Forest Products October 12, 2016Posted by jessicategt in Events & Announcements.
Thanks for joining us on our field trip to Sam D. Hamilton Noxubee National Wildlife Refuge! This week we will be talking about resources that humans use that come from forests, as well as the impacts we can have on forests. We get so many things from our forests, a few examples are paper, pencils, firewood, food (fruit, nuts, syrup), furniture, houses, medicine, musical instruments, and sports equipment. It is important to properly manage forests that are being used to make all of these things, and we will also talk about some of these techniques. With wise use, we can get everything we need from trees and maintain a healthy environment!
NOXUBEE REFUGE FIELD TRIP October 5, 2016Posted by jessicategt in Events & Announcements.
This week we will be at the refuge looking at forest and grassland ecology! Ecology is the study of the relationships between organisms and the living and non-living parts of their environment. We will explore some of the grasslands and forests at Sam D. Hamilton Noxubee National Wildlife Refuge and talk about some of the specific relationships between organism found in those ecosystems. We hope you will all be able to join us on our second field trip of the year!
Nocturnal Wildlife September 28, 2016Posted by jessicategt in Events & Announcements.
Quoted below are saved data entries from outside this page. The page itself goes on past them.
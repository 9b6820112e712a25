//! Create `room_poll` table migration.

use sea_orm_migration::prelude::*;

#[derive(DeriveMigrationName)]
pub struct Migration;

#[async_trait::async_trait]
impl MigrationTrait for Migration {
    async fn up(&self, manager: &SchemaManager) -> Result<(), DbErr> {
        manager
            .create_table(
                Table::create()
                    .table(RoomPoll::Table)
                    .if_not_exists()
                    .col(
                        ColumnDef::new(RoomPoll::PollId)
                            .string_len(32)
                            .not_null()
                            .primary_key(),
                    )
                    .col(ColumnDef::new(RoomPoll::RoomId).string_len(32).not_null())
                    .col(
                        ColumnDef::new(RoomPoll::Status)
                            .string_len(16)
                            .not_null()
                            .default("pending"),
                    )
                    .col(ColumnDef::new(RoomPoll::StartedAt).timestamp_with_time_zone())
                    .col(ColumnDef::new(RoomPoll::ClosedAt).timestamp_with_time_zone())
                    .col(
                        ColumnDef::new(RoomPoll::DurationMinutes)
                            .integer()
                            .not_null(),
                    )
                    .check(Expr::col(RoomPoll::DurationMinutes).gt(0))
                    .foreign_key(
                        ForeignKey::create()
                            .name("fk_room_poll_poll")
                            .from(RoomPoll::Table, RoomPoll::PollId)
                            .to(Poll::Table, Poll::Id)
                            .on_delete(ForeignKeyAction::Cascade),
                    )
                    .foreign_key(
                        ForeignKey::create()
                            .name("fk_room_poll_room")
                            .from(RoomPoll::Table, RoomPoll::RoomId)
                            .to(Room::Table, Room::Id)
                            .on_delete(ForeignKeyAction::Cascade),
                    )
                    .to_owned(),
            )
            .await?;

        manager
            .create_index(
                Index::create()
                    .name("idx_room_poll_room_id")
                    .table(RoomPoll::Table)
                    .col(RoomPoll::RoomId)
                    .to_owned(),
            )
            .await?;

        // Index: status (expiry sweep scans active polls)
        manager
            .create_index(
                Index::create()
                    .name("idx_room_poll_status")
                    .table(RoomPoll::Table)
                    .col(RoomPoll::Status)
                    .to_owned(),
            )
            .await
    }

    async fn down(&self, manager: &SchemaManager) -> Result<(), DbErr> {
        manager
            .drop_table(Table::drop().table(RoomPoll::Table).to_owned())
            .await
    }
}

#[derive(Iden)]
enum RoomPoll {
    Table,
    PollId,
    RoomId,
    Status,
    StartedAt,
    ClosedAt,
    DurationMinutes,
}

#[derive(Iden)]
enum Poll {
    Table,
    Id,
}

#[derive(Iden)]
enum Room {
    Table,
    Id,
}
After talking last week about perhaps the most famous group of nocturnal species, the bats, we will talk this week about other species that are active during the night. We will also talk about crepuscular species, those that are most active during dawn and dusk. Nocturnal species can have many adaptations that help them survive including large eyes, advanced hearing, a keen sense of smell, and special adaptations like echolocation. Many communicate with unique calls. There are several challenges nocturnal wildlife face, including more and more light pollution. Increasing human development that leaves lights on during the night can have negative effects on wildlife that we are only starting to learn about. Come learn about the creatures of the night this Tuesday!